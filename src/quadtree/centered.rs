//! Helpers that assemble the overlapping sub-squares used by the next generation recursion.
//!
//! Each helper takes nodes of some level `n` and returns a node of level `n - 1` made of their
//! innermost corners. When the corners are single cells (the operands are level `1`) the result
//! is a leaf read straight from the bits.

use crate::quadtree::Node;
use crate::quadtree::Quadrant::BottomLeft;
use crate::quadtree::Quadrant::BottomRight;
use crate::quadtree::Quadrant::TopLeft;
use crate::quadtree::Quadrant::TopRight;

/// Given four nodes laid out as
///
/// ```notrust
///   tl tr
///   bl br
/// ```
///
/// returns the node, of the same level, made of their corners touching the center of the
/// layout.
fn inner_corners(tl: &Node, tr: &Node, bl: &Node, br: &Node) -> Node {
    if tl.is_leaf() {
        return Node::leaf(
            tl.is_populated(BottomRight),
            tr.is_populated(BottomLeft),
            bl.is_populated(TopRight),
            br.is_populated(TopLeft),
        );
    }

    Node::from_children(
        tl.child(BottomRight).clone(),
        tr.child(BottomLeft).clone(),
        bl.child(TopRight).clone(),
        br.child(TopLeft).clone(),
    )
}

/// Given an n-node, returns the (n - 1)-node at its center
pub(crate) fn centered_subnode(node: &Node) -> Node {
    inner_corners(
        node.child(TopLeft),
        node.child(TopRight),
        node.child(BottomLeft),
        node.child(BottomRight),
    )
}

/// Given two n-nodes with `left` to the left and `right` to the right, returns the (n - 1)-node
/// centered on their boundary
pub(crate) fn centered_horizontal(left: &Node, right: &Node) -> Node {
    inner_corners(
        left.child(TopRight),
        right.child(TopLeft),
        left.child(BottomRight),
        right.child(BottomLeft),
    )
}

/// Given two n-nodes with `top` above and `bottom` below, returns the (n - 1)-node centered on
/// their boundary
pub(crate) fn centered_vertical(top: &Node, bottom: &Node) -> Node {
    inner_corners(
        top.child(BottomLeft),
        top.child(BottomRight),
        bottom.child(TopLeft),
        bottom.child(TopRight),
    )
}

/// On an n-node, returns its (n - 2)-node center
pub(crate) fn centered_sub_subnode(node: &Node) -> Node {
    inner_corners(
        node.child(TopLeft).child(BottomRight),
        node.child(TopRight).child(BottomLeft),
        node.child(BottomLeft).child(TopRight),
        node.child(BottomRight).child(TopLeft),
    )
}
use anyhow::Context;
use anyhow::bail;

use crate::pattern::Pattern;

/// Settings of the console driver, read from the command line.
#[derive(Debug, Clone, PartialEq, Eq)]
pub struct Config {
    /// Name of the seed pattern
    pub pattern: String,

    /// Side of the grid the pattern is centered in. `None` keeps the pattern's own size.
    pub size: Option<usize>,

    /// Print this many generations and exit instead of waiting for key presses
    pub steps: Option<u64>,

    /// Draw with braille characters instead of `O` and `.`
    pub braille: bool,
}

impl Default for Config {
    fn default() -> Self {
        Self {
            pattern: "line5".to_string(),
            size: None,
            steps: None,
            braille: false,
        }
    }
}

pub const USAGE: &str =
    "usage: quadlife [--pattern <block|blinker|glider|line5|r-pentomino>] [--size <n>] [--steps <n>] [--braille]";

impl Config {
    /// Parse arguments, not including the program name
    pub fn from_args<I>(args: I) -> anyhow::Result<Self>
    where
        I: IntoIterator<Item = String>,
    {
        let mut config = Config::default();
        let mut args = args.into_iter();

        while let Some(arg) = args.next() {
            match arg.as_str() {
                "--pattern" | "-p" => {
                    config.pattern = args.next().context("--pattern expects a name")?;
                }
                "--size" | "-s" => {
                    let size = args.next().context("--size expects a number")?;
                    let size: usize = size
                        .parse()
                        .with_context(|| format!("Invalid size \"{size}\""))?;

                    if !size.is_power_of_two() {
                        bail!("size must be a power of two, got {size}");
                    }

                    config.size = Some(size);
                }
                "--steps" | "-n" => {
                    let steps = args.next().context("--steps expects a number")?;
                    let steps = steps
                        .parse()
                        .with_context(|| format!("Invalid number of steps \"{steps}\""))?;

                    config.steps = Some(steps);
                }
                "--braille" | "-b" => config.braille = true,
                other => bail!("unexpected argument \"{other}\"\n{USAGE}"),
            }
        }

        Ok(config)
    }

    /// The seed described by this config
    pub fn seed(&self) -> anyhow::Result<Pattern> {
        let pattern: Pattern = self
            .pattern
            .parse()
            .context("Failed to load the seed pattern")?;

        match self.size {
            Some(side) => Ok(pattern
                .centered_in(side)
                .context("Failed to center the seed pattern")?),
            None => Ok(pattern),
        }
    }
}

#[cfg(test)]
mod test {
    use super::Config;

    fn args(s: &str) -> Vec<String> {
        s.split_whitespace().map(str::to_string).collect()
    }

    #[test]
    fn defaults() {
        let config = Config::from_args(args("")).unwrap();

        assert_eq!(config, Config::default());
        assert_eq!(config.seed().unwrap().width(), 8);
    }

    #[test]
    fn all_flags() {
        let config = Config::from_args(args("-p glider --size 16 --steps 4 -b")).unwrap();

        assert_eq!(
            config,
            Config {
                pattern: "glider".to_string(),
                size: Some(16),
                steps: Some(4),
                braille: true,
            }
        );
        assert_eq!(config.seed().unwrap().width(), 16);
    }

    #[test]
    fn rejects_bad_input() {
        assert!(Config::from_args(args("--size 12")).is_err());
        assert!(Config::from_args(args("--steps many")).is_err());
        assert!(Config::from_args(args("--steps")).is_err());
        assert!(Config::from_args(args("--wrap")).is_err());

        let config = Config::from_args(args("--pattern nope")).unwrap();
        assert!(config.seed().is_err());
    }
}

---+---

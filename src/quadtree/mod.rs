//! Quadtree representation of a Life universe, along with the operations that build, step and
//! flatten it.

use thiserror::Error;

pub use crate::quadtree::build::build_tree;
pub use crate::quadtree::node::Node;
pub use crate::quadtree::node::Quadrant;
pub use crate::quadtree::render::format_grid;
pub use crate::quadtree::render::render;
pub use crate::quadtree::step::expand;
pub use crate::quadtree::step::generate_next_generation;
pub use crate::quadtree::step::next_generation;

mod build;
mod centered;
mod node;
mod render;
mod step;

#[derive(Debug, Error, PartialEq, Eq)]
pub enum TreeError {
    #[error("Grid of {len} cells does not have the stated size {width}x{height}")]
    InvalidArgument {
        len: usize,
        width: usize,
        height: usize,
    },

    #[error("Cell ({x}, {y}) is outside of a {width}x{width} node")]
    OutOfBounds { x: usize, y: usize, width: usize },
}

---+---

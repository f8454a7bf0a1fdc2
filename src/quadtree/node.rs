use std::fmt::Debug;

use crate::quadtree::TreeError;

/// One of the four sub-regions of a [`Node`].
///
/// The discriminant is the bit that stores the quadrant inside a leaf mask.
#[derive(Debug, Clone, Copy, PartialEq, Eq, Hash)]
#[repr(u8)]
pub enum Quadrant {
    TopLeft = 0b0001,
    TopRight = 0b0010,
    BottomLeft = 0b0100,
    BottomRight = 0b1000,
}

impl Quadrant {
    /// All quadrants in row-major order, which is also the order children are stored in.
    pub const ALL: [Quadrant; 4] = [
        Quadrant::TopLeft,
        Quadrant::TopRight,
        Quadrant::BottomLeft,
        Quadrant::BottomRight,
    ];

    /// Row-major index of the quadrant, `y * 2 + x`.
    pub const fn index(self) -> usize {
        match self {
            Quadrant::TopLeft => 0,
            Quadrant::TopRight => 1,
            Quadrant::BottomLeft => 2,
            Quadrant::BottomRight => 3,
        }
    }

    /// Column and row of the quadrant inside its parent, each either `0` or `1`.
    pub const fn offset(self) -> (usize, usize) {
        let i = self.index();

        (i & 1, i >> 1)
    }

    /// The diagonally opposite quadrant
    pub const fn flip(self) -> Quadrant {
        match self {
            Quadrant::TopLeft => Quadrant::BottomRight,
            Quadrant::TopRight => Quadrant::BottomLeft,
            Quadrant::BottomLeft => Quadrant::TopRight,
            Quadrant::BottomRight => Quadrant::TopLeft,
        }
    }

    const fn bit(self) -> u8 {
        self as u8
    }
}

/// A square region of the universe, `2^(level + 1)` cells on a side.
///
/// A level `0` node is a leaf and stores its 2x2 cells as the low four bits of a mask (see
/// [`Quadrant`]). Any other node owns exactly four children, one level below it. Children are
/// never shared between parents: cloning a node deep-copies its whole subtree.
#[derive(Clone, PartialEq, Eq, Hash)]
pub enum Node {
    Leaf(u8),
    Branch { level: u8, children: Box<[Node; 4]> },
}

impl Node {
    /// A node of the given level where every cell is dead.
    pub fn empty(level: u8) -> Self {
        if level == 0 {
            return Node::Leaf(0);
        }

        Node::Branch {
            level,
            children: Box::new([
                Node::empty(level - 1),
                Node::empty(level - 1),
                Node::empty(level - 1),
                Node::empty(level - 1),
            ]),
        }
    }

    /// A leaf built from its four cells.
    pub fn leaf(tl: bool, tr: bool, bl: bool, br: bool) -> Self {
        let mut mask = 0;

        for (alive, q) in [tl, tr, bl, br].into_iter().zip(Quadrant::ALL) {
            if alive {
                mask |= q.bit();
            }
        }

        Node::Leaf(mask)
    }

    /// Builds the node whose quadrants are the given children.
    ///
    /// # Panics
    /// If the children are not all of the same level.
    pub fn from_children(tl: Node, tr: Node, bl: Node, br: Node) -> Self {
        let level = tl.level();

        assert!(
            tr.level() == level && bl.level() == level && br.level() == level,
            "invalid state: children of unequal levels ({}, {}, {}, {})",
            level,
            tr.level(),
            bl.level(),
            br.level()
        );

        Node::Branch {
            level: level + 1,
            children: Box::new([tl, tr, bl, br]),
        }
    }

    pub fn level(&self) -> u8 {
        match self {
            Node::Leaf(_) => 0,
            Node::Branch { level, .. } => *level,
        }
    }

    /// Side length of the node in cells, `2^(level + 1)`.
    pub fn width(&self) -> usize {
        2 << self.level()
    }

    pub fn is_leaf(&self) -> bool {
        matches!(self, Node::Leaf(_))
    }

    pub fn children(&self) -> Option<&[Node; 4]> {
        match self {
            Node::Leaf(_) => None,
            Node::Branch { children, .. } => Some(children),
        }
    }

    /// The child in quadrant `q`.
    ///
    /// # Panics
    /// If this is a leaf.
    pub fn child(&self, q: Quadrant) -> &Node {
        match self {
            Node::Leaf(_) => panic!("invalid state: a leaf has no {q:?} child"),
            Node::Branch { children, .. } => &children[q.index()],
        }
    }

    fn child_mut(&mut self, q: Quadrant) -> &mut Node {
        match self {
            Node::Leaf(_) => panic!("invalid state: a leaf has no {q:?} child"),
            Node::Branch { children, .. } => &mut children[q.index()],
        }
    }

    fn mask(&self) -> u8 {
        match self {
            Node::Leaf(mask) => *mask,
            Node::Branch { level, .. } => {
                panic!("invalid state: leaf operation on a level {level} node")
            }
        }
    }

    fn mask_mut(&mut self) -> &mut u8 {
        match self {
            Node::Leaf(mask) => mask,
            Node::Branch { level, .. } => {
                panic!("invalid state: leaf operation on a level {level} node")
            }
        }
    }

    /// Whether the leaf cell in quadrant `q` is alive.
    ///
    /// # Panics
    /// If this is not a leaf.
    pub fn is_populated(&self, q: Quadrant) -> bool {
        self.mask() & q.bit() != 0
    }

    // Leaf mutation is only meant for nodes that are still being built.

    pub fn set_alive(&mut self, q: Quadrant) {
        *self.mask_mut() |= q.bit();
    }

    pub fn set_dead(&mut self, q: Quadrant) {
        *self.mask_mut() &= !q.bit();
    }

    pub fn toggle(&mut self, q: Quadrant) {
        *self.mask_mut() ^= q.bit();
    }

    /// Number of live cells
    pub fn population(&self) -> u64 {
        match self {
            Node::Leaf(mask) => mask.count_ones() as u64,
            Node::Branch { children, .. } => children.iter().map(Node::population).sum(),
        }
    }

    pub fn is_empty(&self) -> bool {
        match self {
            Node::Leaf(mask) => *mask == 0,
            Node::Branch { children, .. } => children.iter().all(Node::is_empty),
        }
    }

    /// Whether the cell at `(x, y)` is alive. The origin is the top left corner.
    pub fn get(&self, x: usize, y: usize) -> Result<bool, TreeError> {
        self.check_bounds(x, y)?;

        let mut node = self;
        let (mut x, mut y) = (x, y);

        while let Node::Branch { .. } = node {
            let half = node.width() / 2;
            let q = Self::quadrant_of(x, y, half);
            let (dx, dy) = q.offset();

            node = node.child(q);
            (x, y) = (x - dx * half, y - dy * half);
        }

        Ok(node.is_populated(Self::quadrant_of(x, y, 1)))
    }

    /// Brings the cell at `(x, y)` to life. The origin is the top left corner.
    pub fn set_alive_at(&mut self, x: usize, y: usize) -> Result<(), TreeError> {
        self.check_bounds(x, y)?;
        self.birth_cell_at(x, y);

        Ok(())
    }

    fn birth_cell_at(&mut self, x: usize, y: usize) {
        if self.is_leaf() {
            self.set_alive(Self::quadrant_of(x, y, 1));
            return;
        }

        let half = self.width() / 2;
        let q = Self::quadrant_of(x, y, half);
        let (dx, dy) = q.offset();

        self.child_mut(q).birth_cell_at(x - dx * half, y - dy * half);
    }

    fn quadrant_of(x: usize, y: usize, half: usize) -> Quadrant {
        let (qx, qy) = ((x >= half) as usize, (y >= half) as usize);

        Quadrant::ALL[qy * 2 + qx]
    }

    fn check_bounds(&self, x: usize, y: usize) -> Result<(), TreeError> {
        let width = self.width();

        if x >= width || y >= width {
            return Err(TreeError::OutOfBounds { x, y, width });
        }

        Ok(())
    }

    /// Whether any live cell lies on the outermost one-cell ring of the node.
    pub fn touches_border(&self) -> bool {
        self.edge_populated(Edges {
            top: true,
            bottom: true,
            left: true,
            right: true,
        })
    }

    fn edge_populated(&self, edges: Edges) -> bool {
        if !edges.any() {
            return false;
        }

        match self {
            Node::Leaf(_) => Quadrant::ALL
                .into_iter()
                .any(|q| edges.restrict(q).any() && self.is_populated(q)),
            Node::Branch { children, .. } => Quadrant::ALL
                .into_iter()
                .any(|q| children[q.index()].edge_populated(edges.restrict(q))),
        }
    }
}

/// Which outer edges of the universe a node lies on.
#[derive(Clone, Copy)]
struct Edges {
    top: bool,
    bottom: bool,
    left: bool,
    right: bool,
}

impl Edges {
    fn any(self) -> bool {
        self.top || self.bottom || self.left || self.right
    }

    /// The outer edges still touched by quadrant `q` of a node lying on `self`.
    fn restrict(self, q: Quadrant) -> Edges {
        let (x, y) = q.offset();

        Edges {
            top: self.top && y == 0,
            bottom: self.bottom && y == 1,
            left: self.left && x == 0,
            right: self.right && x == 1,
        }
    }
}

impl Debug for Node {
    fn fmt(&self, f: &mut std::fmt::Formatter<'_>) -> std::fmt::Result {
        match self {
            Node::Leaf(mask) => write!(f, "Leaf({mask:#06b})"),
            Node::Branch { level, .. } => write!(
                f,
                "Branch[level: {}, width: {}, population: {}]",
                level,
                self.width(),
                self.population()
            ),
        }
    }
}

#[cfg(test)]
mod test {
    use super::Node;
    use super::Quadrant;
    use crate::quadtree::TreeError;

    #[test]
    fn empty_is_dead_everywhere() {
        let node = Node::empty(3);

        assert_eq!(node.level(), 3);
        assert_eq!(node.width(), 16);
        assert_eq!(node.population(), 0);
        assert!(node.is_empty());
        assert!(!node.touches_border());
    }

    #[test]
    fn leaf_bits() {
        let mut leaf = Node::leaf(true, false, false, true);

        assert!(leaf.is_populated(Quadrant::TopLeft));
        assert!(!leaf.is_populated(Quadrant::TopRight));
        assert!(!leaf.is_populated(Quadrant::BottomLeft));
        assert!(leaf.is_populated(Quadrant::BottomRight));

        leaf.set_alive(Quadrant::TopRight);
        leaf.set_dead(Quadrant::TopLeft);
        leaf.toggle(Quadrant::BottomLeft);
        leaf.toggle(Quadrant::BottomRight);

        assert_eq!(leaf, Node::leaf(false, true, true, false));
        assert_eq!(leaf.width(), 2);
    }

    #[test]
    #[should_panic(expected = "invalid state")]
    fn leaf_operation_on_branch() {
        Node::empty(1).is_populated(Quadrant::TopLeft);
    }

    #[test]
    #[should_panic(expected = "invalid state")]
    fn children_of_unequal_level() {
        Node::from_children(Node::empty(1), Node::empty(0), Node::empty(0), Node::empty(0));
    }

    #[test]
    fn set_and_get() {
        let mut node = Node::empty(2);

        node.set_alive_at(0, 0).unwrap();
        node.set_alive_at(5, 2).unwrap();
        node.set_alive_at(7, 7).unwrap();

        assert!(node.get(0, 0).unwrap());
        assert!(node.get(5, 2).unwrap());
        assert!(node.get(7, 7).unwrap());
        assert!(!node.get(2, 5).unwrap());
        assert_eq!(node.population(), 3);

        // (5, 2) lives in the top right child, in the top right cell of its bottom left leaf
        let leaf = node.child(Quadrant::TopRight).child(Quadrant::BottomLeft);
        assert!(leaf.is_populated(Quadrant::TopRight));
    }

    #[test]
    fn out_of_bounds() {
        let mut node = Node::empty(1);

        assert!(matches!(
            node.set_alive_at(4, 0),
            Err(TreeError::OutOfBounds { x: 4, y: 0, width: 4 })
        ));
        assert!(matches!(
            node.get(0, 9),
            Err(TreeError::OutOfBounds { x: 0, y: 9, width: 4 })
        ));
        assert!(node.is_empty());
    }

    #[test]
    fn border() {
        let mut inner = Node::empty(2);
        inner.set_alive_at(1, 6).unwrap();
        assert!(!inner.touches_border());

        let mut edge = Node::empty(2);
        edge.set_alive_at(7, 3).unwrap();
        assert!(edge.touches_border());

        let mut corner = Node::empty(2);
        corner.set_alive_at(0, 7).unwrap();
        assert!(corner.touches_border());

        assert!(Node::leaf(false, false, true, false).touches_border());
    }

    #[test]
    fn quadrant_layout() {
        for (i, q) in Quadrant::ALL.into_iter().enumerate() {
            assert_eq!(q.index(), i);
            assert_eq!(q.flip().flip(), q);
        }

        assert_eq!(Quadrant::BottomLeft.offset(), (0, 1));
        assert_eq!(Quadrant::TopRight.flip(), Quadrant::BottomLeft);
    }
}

---+---

WORK TO BE COMPLETED:
Whenever the word "major" occurs in a line of the listing above, return that line.

RESPONSE FOR THIS EXERCISE:
    /// All quadrants in row-major order, which is also the order children are stored in.
    /// Row-major index of the quadrant, `y * 2 + x`.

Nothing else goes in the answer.